Il terzo comma, probabilmente il più controverso dell’articolo in esame, statuisce: “la proprietà privata può essere, nei casi preveduti dalla legge, e salvo indennizzo, espropriata per motivi d’interesse generale”. Il procedimento espropriativo è uno dei procedimenti amministrativi oggetto di una vasta ed articolata disciplina legislativa, vista la sua incidenza su uno dei diritti considerati più rilevanti, come quello della proprietà, circondando il privato di una serie di garanzie. La materia espropriativa viene disciplinata dal Testo Unico in materia di espropriazioni (D.P.R. n. 327/2001), in cui si sottolinea che tale procedura può essere attivata solo per motivi di interesse generale, con un minimo di concretezza attuale. All’espropriando, tuttavia, deve essere garantito un indennizzo, cioè un congruo ristoro economico, in relazione al valore di mercato del bene.

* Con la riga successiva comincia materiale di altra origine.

//! Type-safe identifiers for pool entities.
//!
//! Newtype wrappers keep connection, message and subscription IDs from
//! being mixed up at compile time.
//!
//! | Type | Backing | Source |
//! |------|---------|--------|
//! | [`ConnectionId`] | UUID v4 | generated per connection instance |
//! | [`MessageId`] | `u64` | pool-local monotonic counter |
//! | [`SubscriptionId`] | `u64` | registry-local monotonic counter |

// ============================================================================
// Imports
// ============================================================================

use std::fmt;
use std::sync::atomic::{AtomicU64, Ordering};

use serde::{Deserialize, Serialize};
use uuid::Uuid;

// ============================================================================
// ConnectionId
// ============================================================================

/// Identifier of one pooled connection instance.
///
/// A reconnect produces a new connection with a new ID; the old one is
/// retired and never reused.
#[derive(Debug, Clone, Copy, PartialEq, Eq, Hash, PartialOrd, Ord, Serialize, Deserialize)]
#[serde(transparent)]
pub struct ConnectionId(Uuid);

impl ConnectionId {
    /// Generates a fresh random connection ID.
    #[inline]
    #[must_use]
    pub fn generate() -> Self {
        Self(Uuid::new_v4())
    }

    /// Returns the underlying UUID.
    #[inline]
    #[must_use]
    pub const fn as_uuid(&self) -> &Uuid {
        &self.0
    }
}

impl fmt::Display for ConnectionId {
    fn fmt(&self, f: &mut fmt::Formatter<'_>) -> fmt::Result {
        write!(f, "conn-{}", self.0)
    }
}

// ============================================================================
// MessageId
// ============================================================================

/// Identifier of an outbound message, unique within one pool.
#[derive(Debug, Clone, Copy, PartialEq, Eq, Hash, PartialOrd, Ord, Serialize, Deserialize)]
#[serde(transparent)]
pub struct MessageId(u64);

impl MessageId {
    /// Wraps a raw counter value.
    #[inline]
    #[must_use]
    pub const fn new(value: u64) -> Self {
        Self(value)
    }

    /// Returns the raw counter value.
    #[inline]
    #[must_use]
    pub const fn as_u64(&self) -> u64 {
        self.0
    }
}

impl fmt::Display for MessageId {
    fn fmt(&self, f: &mut fmt::Formatter<'_>) -> fmt::Result {
        write!(f, "msg-{}", self.0)
    }
}

// ============================================================================
// SubscriptionId
// ============================================================================

/// Identifier of a standing subscription.
#[derive(Debug, Clone, Copy, PartialEq, Eq, Hash, PartialOrd, Ord, Serialize, Deserialize)]
#[serde(transparent)]
pub struct SubscriptionId(u64);

impl SubscriptionId {
    /// Wraps a raw counter value.
    #[inline]
    #[must_use]
    pub const fn new(value: u64) -> Self {
        Self(value)
    }

    /// Returns the raw counter value.
    #[inline]
    #[must_use]
    pub const fn as_u64(&self) -> u64 {
        self.0
    }
}

impl fmt::Display for SubscriptionId {
    fn fmt(&self, f: &mut fmt::Formatter<'_>) -> fmt::Result {
        write!(f, "sub-{}", self.0)
    }
}

// ============================================================================
// Sequence
// ============================================================================

/// Monotonic counter handing out numeric IDs, starting at 1.
#[derive(Debug, Default)]
pub(crate) struct Sequence(AtomicU64);

impl Sequence {
    /// Returns the next value.
    #[inline]
    pub(crate) fn next(&self) -> u64 {
        self.0.fetch_add(1, Ordering::Relaxed) + 1
    }
}

// ============================================================================
// Tests
// ============================================================================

L’ultimo comma, vale a dire il quarto, specifica che: “la legge stabilisce le norme ed i limiti della successione legittima e testamentaria e i diritti dello Stato sulle eredità”. Sempre il Codice Civile è chiamato ad occuparsi dei diritti successori. Il diritto ereditario è un complesso di norme che regola le vicende riguardanti il patrimonio di una persona fisica per il periodo successivo alla sua morte. La successione ereditaria, che si apre al momento del decesso della persona nel luogo del suo ultimo domicilio, determina il trasferimento delle posizioni giuridiche, attive o passive, dal defunto al successore. La legge prevede che il successore, oltre alle persone fisiche, può anche essere lo Stato, qualora non vi siano altri soggetti.
In base alla lettura dell’art. 42 Cost., possiamo, perciò, addivenire ad una soluzione “mista” del diritto di proprietà, vale a dire di un diritto che è sì del singolo, ma è soprattutto funzionale, avendo riguardo agli interessi della collettività.